To begin, clone our repository:
git clone git@github.com:stanfordnlp/stanza.git -b dev
cd stanza
For the rest of the instructions here, we assume you are located within the root of the project (i.e. by following the instructions above). That is, ./
represents the root of the repo.
To get dependencies, run
pip install .
if your platform has specialized hardware (in particular, GPU), take care to install the correct version of PyTorch by following platform specific instructions.
Prepare Data
Let’s call our fancy new coref model my_coref
. To get started on training, we first have to prepare and load our data. Create two folders:
mkdir -p ./extern_data/coref/
mkdir -p ./data/coref
Our data preparation script will prepare the data living in ./extern_data/coref
and place them into ./data/coref
.
Let’s make a folder specifically for our model’s data:
mkdir -p ./extern_data/coref/my_coref
CorefUD data lives in the form of .connlu
files. Grab a handful of them (for instance, from the official CorefUD 1.2 download link) you want to train on, taking care that your train
and dev
data are paired with the same name. Place them in ./extern_data/coref/my_coref
. That is:
$ ls -l ./extern_data/coref/my_coref
total 35328
-rw-r--r-- 1 houjun staff 73169 Mar 28 06:21 en_parcorfull-corefud-dev.conllu
-rw-r--r-- 1 houjun staff 574717 Mar 28 06:21 en_parcorfull-corefud-train.conllu
-rw-r--r-- 1 houjun staff 1940312 Mar 28 06:21 fr_democrat-corefud-dev.conllu
-rw-r--r-- 1 houjun staff 15491875 Mar 28 06:21 fr_democrat-corefud-train.conllu
We are ready to convert the data format! Run:
python -m stanza.utils.datasets.coref.convert_udcoref my_coref -s train -s dev
(you can add as many -s
flags as you’d like, for instance for a test split or ablations)
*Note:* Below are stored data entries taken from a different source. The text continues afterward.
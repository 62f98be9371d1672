pub mod config;
pub mod pipeline;
pub mod resolver;

pub use config::{create_stage, PipelineConfig, StageConfig};
pub use pipeline::{Pipeline, PipelineBuilder, Run, DEFAULT_INPUT_KEY};
pub use resolver::{check_unique_outputs, resolve, resolve_order};
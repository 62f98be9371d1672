use anyhow::Result;
use serde::Deserialize;
use serde_json::Value;

use crate::core::stage::{require_input, single_output};
use crate::core::{Stage, StageInputs, StageOutputs};
use crate::error::PipelineError;

/// Scales a block so its peak absolute value is 1.
#[derive(Debug, Clone)]
pub struct Normalizer {
    name: String,
    requires: Vec<String>,
    produces: Vec<String>,
    eps: f64,
}

fn default_eps() -> f64 {
    1e-9
}

#[derive(Debug, Deserialize)]
struct NormalizerConfig {
    input: String,
    output: Option<String>,
    #[serde(default = "default_eps")]
    eps: f64,
}

impl Normalizer {
    /// `output` defaults to `"<input>_norm"`.
    pub fn new(input: &str, output: Option<&str>) -> Self {
        let output = output.map_or_else(|| format!("{input}_norm"), str::to_string);
        Self {
            name: "Normalizer".to_string(),
            requires: vec![input.to_string()],
            produces: vec![output],
            eps: default_eps(),
        }
    }

    pub fn from_config(config: &Value) -> Result<Self, PipelineError> {
        let cfg: NormalizerConfig = serde_json::from_value(config.clone())?;
        Ok(Self::new(&cfg.input, cfg.output.as_deref()).with_eps(cfg.eps))
    }

    /// Peaks below `eps` leave the block untouched.
    pub fn with_eps(mut self, eps: f64) -> Self {
        self.eps = eps;
        self
    }

    pub fn with_name(mut self, name: impl Into<String>) -> Self {
        self.name = name.into();
        self
    }
}

impl Stage for Normalizer {
    fn name(&self) -> &str {
        &self.name
    }

    fn requires(&self) -> &[String] {
        &self.requires
    }

    fn produces(&self) -> &[String] {
        &self.produces
    }

    fn process(&mut self, inputs: &StageInputs) -> Result<StageOutputs> {
        let block = require_input(&self.name, inputs, &self.requires[0])?;
        let peak = block.values().iter().fold(0.0_f64, |acc, v| acc.max(v.abs()));
        if peak < self.eps {
            return Ok(single_output(&self.produces[0], block.clone()));
        }

        let scaled = block.values() / peak;
        let mut metadata = block.metadata().clone();
        metadata.insert("scale".to_string(), (1.0 / peak).into());
        Ok(single_output(
            &self.produces[0],
            block.copy_with(Some(scaled), Some(metadata))?,
        ))
    }
}
use crate::core::Block;
use crate::error::PipelineError;

use super::Dataset;

/// Wraps a dataset with truncation and fixed-size re-slicing.
pub struct StreamDataLoader {
    dataset: Box<dyn Dataset>,
    max_blocks: Option<usize>,
    slice_size: Option<usize>,
    drop_last: bool,
}

impl StreamDataLoader {
    pub fn new(dataset: impl Dataset + 'static) -> Self {
        Self {
            dataset: Box::new(dataset),
            max_blocks: None,
            slice_size: None,
            drop_last: false,
        }
    }

    /// Stop after `max_blocks` emitted blocks (slices count individually).
    pub fn max_blocks(mut self, max_blocks: usize) -> Self {
        self.max_blocks = Some(max_blocks);
        self
    }

    /// Cut every source block into consecutive chunks of `slice_size` rows.
    pub fn slice_size(mut self, slice_size: usize) -> Result<Self, PipelineError> {
        if slice_size == 0 {
            return Err(PipelineError::InvalidConfig(
                "slice_size must be positive".to_string(),
            ));
        }
        self.slice_size = Some(slice_size);
        Ok(self)
    }

    /// Drop a trailing chunk shorter than `slice_size`.
    pub fn drop_last(mut self, drop_last: bool) -> Self {
        self.drop_last = drop_last;
        self
    }
}

impl Dataset for StreamDataLoader {
    fn blocks(&self) -> Box<dyn Iterator<Item = Block> + '_> {
        let blocks = self.dataset.blocks();
        let sliced: Box<dyn Iterator<Item = Block> + '_> = match self.slice_size {
            None => blocks,
            Some(size) => {
                let drop_last = self.drop_last;
                Box::new(blocks.flat_map(move |block| {
                    let total = block.block_size();
                    (0..total)
                        .step_by(size)
                        .filter(move |&start| !(drop_last && start + size > total))
                        .filter_map(move |start| block.slice(start..start + size).ok())
                        .collect::<Vec<_>>()
                }))
            }
        };

        match self.max_blocks {
            Some(max) => Box::new(sliced.take(max)),
            None => sliced,
        }
    }

    fn len(&self) -> Option<usize> {
        if self.slice_size.is_some() {
            return None;
        }
        let len = self.dataset.len()?;
        Some(self.max_blocks.map_or(len, |max| len.min(max)))
    }
}

/// Cuts each source block into hopping windows.
///
/// Windows never span source blocks. A window running past the end of a
/// block is shortened, or dropped when `drop_last` is set.
pub struct WindowedStreamDataLoader {
    dataset: Box<dyn Dataset>,
    window_size: usize,
    hop_size: usize,
    max_windows: Option<usize>,
    drop_last: bool,
}

impl WindowedStreamDataLoader {
    pub fn new(
        dataset: impl Dataset + 'static,
        window_size: usize,
        hop_size: Option<usize>,
    ) -> Result<Self, PipelineError> {
        if window_size == 0 {
            return Err(PipelineError::InvalidConfig(
                "window_size must be positive".to_string(),
            ));
        }
        if hop_size == Some(0) {
            return Err(PipelineError::InvalidConfig(
                "hop_size must be positive when provided".to_string(),
            ));
        }
        Ok(Self {
            dataset: Box::new(dataset),
            window_size,
            hop_size: hop_size.unwrap_or(window_size),
            max_windows: None,
            drop_last: false,
        })
    }

    pub fn max_windows(mut self, max_windows: usize) -> Self {
        self.max_windows = Some(max_windows);
        self
    }

    pub fn drop_last(mut self, drop_last: bool) -> Self {
        self.drop_last = drop_last;
        self
    }
}

impl Dataset for WindowedStreamDataLoader {
    fn blocks(&self) -> Box<dyn Iterator<Item = Block> + '_> {
        let (window, hop, drop_last) = (self.window_size, self.hop_size, self.drop_last);
        let windows = self.dataset.blocks().flat_map(move |block| {
            let total = block.block_size();
            (0..total)
                .step_by(hop)
                .take_while(move |&start| !(drop_last && start + window > total))
                .filter_map(move |start| block.slice(start..start + window).ok())
                .collect::<Vec<_>>()
        });

        match self.max_windows {
            Some(max) => Box::new(windows.take(max)),
            None => Box::new(windows),
        }
    }
}

#[cfg(test)]
mod tests {
    use super::*;
    use crate::io::IterableDataset;
    use chrono::Utc;

    fn ramp(len: usize) -> Block {
        Block::from_samples((0..len).map(|i| i as f64).collect(), 10.0, Utc::now()).unwrap()
    }

    #[test]
    fn test_slices_keep_short_tail() {
        let loader = StreamDataLoader::new(IterableDataset::new(vec![ramp(10)]))
            .slice_size(4)
            .unwrap();
        let sizes: Vec<usize> = loader.blocks().map(|b| b.block_size()).collect();
        assert_eq!(sizes, vec![4, 4, 2]);
    }

    #[test]
    fn test_slices_drop_last() {
        let loader = StreamDataLoader::new(IterableDataset::new(vec![ramp(10)]))
            .slice_size(4)
            .unwrap()
            .drop_last(true);
        let sizes: Vec<usize> = loader.blocks().map(|b| b.block_size()).collect();
        assert_eq!(sizes, vec![4, 4]);
    }

    #[test]
    fn test_zero_slice_size_rejected() {
        let result = StreamDataLoader::new(IterableDataset::default()).slice_size(0);
        assert!(matches!(result, Err(PipelineError::InvalidConfig(_))));
    }

    #[test]
    fn test_windowed_hops_within_block() {
        let loader =
            WindowedStreamDataLoader::new(IterableDataset::new(vec![ramp(10)]), 4, Some(3))
                .unwrap()
                .drop_last(true);
        let starts: Vec<f64> = loader.blocks().map(|b| b.values()[[0, 0]]).collect();
        assert_eq!(starts, vec![0.0, 3.0, 6.0]);
    }
}
pub mod policy;

pub use policy::ErrorPolicy;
and you should see that the training data is prepared in ./data/coref
, that is:
$ ls -l ./data/coref/
total 46336
-rw-r--r-- 1 houjun staff 2488032 Jul 24 16:37 my_coref.dev.json
-rw-r--r-- 1 houjun staff 21231649 Jul 24 16:37 my_coref.train.json
Train Model
Configure Your Training
We are almost ready to train a new coref model! The next order of business involves editing the coref model configuration to your liking. To do this, first, copy the configuration file to a good target destination:
cp ./stanza/models/coref/coref_config.toml ./data/coref_config.toml
also, make a folder for where our trained model weights should go:
mkdir -p saved_models/coref
Now, let us edit our config, open up your ./data/coref_config.toml
and set the following variables:
train_data = "data/coref/my_coref.train.json"
dev_data = "data/coref/my_coref.dev.json"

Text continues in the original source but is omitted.